Your assignment: Your answer should be every line from the records that contains "encoded".

Task inputs:

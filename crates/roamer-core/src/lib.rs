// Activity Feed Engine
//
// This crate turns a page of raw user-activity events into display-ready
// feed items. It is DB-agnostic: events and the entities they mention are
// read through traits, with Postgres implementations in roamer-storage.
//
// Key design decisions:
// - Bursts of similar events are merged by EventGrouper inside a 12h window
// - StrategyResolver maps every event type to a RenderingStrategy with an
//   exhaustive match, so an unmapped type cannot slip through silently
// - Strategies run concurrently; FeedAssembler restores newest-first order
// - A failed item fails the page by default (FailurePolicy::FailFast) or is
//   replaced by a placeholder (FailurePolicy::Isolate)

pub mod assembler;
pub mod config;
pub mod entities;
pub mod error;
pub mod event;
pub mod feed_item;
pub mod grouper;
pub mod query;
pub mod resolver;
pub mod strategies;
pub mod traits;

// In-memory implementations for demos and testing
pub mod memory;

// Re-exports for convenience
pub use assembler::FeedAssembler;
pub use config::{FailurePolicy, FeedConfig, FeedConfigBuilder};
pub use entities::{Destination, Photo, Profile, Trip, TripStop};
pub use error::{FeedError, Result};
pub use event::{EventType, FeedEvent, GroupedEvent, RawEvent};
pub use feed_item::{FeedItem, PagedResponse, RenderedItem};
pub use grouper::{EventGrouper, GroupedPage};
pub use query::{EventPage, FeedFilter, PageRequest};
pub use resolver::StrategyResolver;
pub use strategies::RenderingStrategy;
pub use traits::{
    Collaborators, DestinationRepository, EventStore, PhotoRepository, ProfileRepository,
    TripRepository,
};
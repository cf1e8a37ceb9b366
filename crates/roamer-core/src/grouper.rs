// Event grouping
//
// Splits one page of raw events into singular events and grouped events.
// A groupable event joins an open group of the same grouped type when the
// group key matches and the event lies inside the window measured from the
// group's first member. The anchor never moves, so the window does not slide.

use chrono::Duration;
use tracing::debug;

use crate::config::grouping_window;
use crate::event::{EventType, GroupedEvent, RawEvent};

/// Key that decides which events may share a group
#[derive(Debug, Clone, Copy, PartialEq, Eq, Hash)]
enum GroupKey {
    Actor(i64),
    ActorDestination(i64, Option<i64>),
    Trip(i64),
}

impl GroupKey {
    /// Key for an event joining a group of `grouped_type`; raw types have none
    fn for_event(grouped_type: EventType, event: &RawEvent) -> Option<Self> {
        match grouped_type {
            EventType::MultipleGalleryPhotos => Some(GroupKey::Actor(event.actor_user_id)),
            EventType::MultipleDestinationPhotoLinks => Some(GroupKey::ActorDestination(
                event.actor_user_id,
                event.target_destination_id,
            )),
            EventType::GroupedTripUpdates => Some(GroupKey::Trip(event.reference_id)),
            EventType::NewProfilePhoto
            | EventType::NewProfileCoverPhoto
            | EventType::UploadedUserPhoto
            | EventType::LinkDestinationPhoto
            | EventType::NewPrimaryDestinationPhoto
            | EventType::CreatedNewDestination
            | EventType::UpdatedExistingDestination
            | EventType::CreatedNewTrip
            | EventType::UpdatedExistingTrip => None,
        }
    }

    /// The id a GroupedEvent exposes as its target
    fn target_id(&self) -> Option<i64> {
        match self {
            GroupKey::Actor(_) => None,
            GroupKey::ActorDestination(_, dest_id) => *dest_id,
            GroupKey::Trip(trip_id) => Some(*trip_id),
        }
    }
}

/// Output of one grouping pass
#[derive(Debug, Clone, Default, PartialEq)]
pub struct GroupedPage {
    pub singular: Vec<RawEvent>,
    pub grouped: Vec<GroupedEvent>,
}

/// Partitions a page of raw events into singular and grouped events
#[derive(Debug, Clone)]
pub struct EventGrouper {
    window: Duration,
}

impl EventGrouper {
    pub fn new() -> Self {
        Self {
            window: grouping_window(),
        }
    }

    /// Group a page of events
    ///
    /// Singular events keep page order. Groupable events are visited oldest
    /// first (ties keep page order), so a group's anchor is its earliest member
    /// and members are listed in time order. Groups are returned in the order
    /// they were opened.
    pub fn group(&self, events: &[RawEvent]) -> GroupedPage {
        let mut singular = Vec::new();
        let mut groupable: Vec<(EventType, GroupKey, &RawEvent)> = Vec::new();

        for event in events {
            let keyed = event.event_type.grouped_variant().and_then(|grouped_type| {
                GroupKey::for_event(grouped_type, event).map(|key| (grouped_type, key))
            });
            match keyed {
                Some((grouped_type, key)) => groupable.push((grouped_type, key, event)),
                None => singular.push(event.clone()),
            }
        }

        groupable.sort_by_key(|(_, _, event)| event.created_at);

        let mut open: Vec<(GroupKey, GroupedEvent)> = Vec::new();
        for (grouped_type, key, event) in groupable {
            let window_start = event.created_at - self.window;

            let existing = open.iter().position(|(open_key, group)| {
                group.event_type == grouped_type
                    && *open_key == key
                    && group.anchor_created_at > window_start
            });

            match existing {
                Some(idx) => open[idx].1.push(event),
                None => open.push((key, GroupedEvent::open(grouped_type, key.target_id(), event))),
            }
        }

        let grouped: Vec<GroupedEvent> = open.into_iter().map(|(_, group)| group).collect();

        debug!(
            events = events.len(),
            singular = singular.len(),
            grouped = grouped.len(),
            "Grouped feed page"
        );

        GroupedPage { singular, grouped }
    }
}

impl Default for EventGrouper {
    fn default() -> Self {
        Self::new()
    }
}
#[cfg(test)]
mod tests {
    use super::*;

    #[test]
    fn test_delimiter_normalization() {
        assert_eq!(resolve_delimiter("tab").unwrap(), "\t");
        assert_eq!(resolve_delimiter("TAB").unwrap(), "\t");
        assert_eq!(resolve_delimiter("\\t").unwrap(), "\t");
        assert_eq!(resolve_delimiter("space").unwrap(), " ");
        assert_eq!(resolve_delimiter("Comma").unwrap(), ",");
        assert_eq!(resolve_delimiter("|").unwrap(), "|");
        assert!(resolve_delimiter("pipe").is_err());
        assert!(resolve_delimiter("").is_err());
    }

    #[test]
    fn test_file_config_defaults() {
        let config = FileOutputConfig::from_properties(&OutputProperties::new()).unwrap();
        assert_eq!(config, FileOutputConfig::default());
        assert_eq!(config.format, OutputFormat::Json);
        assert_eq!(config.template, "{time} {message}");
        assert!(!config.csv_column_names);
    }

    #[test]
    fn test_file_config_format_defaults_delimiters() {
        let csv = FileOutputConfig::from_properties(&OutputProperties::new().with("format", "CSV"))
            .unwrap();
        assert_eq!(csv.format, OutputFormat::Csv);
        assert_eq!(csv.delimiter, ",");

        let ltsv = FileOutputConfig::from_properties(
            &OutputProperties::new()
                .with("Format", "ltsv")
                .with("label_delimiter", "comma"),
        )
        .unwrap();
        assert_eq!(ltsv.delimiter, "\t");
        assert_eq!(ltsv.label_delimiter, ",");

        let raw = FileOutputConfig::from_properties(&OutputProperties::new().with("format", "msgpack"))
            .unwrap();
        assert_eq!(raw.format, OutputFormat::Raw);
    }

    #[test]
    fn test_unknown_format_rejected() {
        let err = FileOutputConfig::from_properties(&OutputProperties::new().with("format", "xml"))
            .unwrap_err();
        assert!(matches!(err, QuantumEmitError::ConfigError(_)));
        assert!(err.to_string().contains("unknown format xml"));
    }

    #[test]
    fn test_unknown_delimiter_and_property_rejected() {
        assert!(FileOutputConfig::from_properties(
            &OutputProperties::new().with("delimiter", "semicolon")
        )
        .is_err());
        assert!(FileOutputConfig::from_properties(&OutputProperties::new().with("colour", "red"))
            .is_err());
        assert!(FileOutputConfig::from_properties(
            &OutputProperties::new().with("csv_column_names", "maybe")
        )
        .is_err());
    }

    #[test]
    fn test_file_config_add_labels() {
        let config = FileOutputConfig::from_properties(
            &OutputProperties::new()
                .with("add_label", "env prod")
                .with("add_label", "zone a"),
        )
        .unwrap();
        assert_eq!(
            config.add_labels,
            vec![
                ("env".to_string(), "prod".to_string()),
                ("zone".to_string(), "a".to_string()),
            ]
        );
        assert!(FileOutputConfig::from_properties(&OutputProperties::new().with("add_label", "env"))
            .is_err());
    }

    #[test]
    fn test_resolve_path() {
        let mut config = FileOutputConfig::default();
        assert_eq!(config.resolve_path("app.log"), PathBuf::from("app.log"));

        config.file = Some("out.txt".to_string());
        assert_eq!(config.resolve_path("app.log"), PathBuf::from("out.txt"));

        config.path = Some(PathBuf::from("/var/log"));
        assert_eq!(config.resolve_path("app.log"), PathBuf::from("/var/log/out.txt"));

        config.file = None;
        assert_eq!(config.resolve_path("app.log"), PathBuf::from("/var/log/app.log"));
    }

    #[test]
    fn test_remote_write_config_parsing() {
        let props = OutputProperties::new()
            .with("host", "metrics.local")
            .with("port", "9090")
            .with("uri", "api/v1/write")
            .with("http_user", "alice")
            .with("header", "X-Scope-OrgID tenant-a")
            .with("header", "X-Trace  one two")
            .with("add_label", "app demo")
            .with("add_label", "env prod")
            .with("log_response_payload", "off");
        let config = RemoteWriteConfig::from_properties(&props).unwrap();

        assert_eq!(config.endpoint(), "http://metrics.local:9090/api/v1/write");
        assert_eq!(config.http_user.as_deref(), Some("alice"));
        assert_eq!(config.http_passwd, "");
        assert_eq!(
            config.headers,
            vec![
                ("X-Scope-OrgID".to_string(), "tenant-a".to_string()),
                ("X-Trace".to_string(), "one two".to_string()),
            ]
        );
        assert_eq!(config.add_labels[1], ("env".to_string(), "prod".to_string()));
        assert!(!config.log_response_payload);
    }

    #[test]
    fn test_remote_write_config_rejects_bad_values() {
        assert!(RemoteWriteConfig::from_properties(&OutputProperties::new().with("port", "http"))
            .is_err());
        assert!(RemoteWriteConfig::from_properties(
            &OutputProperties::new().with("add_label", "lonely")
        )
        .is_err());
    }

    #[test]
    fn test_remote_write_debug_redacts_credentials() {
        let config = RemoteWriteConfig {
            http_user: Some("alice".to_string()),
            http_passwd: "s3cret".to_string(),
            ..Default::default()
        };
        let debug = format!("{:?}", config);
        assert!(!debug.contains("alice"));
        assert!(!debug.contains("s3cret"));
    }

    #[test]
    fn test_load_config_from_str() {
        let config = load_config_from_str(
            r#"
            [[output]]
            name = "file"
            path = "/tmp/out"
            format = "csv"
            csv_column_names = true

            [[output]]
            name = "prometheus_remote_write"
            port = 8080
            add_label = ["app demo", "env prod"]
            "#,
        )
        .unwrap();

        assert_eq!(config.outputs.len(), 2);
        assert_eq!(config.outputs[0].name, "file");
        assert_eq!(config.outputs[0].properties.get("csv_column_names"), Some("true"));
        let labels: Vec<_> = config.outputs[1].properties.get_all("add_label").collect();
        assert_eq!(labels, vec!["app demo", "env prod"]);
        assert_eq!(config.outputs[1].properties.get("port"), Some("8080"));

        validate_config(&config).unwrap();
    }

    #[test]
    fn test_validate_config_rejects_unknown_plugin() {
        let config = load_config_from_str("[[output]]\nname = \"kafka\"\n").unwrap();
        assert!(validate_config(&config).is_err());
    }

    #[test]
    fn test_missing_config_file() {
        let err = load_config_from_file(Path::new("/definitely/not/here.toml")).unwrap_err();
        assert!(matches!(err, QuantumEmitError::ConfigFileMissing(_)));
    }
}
* * *
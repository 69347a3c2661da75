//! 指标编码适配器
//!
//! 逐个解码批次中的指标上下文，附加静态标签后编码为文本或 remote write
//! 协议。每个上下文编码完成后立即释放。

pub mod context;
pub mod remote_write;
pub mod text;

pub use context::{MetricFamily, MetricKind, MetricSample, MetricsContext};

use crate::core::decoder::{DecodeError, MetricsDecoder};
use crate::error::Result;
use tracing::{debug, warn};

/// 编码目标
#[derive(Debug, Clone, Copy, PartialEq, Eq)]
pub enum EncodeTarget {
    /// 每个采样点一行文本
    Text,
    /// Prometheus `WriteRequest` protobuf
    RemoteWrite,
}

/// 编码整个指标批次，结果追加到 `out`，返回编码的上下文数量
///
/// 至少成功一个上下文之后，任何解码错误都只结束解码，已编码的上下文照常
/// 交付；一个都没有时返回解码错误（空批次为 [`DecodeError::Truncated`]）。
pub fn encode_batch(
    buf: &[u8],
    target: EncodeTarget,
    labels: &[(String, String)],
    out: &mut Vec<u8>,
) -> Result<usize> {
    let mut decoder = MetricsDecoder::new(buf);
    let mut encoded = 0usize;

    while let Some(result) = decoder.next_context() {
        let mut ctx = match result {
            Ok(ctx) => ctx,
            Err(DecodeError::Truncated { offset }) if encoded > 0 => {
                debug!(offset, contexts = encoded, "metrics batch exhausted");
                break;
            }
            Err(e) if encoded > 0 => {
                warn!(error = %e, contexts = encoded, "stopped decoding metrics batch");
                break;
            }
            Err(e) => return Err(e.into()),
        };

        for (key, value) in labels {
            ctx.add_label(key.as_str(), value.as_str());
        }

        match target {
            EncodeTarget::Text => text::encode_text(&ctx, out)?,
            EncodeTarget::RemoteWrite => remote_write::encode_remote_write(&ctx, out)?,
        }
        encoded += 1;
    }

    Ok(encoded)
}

Solution:
    let mut encoded = 0usize;
            Err(DecodeError::Truncated { offset }) if encoded > 0 => {
                debug!(offset, contexts = encoded, "metrics batch exhausted");
            Err(e) if encoded > 0 => {
                warn!(error = %e, contexts = encoded, "stopped decoding metrics batch");
        encoded += 1;
    Ok(encoded)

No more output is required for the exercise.